- **Problem to work on**:
Reproduce the records word for word, from the first line to the line containing "the homographies, resolve.".

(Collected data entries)
+ + + + + + +

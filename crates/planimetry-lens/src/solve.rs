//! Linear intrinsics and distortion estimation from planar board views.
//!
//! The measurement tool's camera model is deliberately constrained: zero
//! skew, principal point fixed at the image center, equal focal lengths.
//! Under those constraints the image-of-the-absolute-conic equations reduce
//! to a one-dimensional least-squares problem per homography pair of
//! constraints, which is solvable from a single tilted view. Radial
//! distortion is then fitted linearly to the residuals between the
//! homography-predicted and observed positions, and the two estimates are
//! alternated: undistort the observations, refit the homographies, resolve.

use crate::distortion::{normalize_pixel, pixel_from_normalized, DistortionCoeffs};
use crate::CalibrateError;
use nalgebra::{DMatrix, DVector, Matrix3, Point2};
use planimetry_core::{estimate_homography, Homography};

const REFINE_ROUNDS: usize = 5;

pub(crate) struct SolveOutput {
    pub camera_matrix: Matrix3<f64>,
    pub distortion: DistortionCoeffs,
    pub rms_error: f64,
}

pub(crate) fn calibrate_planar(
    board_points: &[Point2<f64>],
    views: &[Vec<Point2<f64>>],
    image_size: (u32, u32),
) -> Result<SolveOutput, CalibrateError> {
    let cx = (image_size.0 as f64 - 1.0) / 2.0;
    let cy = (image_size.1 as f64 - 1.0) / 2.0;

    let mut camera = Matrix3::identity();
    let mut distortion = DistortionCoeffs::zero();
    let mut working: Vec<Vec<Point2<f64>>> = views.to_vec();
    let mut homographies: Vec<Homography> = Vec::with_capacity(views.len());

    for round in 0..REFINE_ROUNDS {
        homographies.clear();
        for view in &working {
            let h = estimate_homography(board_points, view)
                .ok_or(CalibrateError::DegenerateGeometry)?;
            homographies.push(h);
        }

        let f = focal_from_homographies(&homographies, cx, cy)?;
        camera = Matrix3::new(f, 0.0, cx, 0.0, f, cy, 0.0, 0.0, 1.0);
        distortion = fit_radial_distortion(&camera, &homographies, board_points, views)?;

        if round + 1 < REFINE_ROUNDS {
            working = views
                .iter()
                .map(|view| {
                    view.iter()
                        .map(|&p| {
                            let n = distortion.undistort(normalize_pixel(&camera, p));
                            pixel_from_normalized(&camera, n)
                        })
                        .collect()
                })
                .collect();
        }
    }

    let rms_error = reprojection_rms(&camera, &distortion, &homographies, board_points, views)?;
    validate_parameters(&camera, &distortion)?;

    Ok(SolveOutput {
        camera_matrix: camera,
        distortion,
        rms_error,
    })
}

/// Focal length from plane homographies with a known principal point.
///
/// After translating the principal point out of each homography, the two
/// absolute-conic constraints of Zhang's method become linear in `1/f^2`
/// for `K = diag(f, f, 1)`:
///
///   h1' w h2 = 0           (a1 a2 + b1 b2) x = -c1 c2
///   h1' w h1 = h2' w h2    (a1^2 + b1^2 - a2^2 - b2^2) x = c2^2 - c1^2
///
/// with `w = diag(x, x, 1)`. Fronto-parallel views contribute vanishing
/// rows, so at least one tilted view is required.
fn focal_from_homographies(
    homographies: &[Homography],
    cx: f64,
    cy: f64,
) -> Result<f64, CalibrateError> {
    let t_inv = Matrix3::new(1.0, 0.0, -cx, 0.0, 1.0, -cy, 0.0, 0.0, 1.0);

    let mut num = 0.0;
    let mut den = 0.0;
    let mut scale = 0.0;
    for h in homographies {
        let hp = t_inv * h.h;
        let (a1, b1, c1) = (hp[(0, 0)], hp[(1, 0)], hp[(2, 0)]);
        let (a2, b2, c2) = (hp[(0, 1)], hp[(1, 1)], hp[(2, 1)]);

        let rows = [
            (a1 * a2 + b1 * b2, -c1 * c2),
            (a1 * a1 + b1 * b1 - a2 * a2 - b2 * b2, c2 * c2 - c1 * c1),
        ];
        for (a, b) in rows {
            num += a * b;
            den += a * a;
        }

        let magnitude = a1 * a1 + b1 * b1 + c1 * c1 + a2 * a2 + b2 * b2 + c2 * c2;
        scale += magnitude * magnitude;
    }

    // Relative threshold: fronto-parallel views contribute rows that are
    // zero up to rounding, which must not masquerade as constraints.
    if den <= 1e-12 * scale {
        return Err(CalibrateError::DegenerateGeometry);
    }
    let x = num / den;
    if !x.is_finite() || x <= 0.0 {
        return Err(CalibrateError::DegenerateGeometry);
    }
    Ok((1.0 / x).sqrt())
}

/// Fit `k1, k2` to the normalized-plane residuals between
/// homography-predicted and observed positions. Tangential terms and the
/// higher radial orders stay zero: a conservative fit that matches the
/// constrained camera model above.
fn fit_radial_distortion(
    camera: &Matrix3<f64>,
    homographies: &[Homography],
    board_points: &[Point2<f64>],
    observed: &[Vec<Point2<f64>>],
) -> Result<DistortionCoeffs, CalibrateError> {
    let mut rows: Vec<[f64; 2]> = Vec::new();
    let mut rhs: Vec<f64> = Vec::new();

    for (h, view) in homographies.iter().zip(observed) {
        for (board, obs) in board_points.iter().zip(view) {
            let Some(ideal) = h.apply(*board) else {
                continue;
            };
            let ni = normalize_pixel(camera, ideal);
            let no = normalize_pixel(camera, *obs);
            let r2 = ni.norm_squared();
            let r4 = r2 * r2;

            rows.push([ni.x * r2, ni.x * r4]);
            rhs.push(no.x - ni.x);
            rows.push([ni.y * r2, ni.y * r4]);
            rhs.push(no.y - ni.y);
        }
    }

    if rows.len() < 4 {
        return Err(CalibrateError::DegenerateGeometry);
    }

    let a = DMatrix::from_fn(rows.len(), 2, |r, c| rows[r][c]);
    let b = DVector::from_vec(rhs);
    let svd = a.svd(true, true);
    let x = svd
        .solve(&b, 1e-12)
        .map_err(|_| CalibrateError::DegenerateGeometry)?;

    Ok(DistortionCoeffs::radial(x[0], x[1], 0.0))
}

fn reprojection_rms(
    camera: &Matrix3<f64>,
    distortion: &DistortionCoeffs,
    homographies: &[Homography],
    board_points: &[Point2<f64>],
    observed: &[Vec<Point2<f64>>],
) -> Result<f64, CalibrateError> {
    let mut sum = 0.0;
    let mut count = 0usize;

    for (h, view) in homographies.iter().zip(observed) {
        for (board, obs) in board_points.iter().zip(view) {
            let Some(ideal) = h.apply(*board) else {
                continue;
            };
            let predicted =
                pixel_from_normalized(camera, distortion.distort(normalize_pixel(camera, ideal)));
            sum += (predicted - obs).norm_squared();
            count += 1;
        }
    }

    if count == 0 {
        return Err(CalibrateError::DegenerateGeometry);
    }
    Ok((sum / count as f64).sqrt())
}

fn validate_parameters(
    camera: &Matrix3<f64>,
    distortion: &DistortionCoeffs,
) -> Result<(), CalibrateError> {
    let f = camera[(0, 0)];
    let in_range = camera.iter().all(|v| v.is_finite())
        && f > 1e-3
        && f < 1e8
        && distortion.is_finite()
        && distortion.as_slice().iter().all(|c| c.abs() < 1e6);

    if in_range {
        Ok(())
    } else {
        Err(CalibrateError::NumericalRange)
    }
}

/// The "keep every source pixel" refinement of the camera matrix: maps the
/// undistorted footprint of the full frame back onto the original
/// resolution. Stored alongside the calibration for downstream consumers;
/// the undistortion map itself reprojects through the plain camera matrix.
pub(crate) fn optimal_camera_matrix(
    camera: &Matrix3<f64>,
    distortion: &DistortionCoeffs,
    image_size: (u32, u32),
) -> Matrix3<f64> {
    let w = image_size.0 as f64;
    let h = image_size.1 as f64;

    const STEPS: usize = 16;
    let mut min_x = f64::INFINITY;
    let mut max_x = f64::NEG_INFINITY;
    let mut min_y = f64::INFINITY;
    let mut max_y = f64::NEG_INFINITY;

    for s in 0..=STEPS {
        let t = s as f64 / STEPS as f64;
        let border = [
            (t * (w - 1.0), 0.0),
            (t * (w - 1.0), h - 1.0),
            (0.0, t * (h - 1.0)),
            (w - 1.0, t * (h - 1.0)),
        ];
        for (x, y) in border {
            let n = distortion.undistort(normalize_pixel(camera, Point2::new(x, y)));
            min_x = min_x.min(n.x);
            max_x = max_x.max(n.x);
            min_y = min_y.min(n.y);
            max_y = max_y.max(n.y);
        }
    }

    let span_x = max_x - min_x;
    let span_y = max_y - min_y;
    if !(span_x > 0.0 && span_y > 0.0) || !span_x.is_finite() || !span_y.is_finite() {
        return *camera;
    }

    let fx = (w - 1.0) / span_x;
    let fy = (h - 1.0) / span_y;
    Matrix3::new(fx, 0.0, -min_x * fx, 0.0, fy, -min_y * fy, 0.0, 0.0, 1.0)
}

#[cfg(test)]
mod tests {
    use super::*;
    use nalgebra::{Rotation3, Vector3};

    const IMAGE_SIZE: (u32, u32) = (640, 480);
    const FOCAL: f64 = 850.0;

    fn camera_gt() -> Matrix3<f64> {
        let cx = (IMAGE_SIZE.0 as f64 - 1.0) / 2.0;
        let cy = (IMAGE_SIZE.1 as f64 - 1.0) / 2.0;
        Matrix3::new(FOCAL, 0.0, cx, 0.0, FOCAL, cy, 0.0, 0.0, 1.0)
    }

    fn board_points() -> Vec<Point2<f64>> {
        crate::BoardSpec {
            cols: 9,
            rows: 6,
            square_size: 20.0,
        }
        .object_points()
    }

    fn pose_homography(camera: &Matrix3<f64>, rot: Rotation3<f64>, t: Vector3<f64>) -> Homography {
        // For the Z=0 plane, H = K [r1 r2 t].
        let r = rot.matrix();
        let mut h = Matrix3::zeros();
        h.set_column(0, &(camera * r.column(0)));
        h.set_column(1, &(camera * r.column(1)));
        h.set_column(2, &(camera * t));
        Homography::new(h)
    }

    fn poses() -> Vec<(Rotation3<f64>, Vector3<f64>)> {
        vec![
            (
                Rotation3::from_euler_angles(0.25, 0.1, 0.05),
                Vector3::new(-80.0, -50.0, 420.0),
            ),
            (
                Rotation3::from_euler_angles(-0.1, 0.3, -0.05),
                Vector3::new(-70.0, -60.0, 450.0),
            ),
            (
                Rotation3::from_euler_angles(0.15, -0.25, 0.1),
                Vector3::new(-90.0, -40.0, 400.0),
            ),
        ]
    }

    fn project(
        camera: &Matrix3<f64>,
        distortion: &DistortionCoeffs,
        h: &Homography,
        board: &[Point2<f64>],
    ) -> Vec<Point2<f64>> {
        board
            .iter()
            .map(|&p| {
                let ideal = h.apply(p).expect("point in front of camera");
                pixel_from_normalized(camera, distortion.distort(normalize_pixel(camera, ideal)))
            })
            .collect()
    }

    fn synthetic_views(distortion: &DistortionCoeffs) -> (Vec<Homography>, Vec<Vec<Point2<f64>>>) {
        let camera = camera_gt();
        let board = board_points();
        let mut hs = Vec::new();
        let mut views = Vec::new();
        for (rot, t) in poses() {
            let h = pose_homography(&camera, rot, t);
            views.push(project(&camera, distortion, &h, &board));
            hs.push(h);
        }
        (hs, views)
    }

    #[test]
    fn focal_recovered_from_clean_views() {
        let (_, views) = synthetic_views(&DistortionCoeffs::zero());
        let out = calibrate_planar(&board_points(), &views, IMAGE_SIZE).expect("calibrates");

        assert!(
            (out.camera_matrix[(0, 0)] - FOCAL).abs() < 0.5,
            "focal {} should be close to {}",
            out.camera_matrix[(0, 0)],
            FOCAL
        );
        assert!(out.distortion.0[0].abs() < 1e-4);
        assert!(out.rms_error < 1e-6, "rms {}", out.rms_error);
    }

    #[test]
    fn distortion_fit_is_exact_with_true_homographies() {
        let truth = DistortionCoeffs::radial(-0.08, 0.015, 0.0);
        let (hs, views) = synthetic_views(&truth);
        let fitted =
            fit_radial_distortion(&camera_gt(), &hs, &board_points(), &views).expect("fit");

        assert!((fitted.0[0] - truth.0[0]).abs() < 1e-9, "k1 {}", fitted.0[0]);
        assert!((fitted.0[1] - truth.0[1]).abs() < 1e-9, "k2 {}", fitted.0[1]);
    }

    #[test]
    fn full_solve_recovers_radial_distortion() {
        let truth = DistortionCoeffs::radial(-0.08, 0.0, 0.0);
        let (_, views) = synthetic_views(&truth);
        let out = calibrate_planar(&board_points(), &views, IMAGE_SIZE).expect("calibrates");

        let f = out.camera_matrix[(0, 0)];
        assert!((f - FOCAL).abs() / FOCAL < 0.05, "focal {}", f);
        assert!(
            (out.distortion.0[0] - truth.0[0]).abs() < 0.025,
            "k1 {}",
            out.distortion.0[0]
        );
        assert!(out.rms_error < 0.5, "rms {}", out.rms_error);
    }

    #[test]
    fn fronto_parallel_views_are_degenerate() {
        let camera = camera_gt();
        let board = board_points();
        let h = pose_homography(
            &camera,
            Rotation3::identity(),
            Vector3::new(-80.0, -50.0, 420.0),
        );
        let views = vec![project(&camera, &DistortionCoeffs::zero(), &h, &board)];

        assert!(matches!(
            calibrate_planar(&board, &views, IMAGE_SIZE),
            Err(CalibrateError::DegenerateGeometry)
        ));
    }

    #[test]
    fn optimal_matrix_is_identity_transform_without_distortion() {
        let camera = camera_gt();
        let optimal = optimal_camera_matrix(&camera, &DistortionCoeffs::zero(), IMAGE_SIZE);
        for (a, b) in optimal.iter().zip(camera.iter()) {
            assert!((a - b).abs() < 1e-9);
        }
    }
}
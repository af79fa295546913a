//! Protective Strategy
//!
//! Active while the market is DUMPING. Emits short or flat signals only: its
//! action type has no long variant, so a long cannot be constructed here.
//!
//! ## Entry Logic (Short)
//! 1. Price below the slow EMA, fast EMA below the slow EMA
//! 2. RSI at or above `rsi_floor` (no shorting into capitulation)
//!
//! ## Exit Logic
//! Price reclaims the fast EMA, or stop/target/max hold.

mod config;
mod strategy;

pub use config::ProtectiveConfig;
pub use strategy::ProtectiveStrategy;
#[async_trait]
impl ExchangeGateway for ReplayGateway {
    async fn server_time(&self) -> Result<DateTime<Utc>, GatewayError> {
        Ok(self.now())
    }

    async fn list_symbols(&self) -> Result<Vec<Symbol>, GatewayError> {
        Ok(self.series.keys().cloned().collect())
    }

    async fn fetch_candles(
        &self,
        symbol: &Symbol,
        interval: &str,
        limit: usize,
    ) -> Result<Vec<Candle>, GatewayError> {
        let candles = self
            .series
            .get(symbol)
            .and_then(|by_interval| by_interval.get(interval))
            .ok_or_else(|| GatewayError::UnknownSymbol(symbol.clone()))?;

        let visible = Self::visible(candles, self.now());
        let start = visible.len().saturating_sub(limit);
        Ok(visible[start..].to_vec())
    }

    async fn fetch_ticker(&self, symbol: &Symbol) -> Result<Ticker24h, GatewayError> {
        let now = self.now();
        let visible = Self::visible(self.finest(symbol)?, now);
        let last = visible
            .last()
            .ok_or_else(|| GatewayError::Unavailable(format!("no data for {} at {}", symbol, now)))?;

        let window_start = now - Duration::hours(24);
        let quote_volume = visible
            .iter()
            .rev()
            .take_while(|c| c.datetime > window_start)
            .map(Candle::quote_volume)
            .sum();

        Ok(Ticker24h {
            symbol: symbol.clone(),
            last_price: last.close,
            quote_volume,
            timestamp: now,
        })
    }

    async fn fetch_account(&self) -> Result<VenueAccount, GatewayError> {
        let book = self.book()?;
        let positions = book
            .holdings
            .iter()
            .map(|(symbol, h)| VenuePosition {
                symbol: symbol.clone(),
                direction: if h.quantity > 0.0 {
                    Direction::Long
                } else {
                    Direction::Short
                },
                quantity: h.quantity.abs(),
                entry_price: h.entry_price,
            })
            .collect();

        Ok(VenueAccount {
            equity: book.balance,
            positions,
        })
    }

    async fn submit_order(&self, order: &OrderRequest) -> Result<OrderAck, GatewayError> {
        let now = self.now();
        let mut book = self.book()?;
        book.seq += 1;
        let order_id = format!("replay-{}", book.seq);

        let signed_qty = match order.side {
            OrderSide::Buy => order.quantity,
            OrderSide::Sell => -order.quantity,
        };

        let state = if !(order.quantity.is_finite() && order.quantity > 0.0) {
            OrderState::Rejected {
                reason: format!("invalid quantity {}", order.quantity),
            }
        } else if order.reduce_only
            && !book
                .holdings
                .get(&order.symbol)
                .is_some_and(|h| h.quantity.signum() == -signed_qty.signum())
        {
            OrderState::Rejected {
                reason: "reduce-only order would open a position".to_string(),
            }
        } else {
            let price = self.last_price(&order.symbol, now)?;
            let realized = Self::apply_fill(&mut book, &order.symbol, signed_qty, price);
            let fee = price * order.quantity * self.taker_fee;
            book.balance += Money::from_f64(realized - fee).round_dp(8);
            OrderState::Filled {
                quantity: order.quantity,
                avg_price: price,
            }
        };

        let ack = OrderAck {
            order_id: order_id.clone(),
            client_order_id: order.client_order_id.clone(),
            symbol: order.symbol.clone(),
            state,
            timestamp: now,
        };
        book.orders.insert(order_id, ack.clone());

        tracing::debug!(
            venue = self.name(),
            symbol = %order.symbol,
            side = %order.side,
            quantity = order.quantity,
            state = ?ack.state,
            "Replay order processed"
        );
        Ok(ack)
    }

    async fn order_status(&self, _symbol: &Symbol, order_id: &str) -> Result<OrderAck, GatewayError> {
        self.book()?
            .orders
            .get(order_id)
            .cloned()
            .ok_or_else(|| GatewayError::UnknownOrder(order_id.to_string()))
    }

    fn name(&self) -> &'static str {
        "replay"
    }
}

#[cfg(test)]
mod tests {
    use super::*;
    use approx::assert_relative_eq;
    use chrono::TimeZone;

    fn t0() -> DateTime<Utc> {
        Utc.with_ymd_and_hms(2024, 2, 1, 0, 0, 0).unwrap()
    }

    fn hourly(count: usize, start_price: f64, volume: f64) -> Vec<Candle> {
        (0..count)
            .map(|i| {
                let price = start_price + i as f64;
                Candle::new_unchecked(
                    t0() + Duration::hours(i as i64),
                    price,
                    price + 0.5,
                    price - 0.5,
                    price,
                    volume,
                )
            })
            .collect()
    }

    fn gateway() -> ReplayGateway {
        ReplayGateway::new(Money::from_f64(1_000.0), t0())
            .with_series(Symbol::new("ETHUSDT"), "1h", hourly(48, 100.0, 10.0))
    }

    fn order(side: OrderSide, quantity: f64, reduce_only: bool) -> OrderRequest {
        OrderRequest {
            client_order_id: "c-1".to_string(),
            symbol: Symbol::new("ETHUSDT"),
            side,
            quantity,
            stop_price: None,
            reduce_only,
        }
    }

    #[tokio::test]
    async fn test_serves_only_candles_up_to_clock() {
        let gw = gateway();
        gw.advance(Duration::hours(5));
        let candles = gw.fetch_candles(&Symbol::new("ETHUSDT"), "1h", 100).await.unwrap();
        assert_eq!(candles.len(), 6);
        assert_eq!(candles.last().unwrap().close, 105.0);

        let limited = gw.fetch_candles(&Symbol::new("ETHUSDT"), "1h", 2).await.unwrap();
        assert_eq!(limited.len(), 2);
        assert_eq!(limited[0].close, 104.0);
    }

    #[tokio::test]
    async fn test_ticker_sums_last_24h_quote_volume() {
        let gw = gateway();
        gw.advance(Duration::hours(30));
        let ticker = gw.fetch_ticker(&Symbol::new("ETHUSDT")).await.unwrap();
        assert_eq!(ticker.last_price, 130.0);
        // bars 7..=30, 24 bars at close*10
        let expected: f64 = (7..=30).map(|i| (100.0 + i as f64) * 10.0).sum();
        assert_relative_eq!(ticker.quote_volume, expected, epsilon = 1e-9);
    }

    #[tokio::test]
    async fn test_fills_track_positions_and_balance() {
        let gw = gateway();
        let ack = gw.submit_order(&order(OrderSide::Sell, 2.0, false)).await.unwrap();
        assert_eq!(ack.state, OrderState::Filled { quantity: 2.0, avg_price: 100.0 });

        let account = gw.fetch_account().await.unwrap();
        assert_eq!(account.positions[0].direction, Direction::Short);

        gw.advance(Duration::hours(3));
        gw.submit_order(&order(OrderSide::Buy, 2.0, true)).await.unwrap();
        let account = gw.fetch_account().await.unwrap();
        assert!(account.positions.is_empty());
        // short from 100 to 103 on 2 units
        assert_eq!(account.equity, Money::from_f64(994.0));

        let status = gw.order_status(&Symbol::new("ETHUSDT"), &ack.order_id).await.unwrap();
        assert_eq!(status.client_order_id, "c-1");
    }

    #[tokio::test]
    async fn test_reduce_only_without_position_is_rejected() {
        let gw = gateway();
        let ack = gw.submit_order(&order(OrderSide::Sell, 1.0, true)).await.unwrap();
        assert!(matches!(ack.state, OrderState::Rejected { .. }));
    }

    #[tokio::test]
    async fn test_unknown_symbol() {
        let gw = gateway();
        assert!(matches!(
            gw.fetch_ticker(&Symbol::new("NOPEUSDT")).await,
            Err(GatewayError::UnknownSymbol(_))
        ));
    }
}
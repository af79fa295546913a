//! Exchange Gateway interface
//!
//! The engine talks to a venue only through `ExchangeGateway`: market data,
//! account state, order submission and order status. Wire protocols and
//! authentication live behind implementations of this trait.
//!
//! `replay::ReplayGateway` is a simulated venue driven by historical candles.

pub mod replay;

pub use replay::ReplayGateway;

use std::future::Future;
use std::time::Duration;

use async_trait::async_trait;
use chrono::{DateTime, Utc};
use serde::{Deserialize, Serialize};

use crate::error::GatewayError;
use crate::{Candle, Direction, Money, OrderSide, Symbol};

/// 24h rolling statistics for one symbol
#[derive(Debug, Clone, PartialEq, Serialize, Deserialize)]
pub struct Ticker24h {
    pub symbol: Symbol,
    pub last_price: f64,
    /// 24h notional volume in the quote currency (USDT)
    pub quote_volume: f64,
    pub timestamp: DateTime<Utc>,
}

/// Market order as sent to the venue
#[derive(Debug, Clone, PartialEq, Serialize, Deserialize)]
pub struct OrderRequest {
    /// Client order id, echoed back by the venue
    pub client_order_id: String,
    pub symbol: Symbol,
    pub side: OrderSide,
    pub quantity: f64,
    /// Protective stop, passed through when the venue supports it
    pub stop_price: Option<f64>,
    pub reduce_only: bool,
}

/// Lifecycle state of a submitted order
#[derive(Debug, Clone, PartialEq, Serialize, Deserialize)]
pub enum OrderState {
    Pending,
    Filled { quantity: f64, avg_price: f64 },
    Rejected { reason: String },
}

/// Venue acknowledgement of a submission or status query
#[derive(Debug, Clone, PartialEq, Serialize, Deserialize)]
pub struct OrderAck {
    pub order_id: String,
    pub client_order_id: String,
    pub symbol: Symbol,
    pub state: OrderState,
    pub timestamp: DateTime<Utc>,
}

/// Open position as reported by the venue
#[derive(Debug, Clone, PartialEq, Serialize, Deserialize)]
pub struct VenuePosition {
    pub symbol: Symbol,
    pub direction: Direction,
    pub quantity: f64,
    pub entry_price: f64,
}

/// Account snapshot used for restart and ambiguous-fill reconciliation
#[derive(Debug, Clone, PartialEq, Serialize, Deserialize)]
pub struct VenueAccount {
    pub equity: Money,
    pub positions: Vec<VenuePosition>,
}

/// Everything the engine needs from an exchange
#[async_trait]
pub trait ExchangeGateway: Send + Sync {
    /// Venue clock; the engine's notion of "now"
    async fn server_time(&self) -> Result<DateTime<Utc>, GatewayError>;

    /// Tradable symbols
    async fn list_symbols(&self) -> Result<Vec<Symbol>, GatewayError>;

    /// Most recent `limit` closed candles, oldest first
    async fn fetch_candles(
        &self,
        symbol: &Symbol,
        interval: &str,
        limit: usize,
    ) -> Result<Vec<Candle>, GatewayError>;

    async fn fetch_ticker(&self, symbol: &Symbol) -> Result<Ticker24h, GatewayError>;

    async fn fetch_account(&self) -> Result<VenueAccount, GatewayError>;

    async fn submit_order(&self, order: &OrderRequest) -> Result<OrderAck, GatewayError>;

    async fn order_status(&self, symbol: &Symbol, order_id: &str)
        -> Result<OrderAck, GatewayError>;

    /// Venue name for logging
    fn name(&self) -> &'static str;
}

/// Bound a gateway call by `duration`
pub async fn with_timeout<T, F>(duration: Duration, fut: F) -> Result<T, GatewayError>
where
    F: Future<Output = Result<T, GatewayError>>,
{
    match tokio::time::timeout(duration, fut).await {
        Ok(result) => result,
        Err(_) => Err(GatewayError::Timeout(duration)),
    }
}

+ + + + + + +

- **Solution to this exercise**:
filename crates/planimetry-lens/src/solve.rs
//! Linear intrinsics and distortion estimation from planar board views.
//!
//! The measurement tool's camera model is deliberately constrained: zero
//! skew, principal point fixed at the image center, equal focal lengths.
//! Under those constraints the image-of-the-absolute-conic equations reduce
//! to a one-dimensional least-squares problem per homography pair of
//! constraints, which is solvable from a single tilted view. Radial
//! distortion is then fitted linearly to the residuals between the
//! homography-predicted and observed positions, and the two estimates are
//! alternated: undistort the observations, refit the homographies, resolve.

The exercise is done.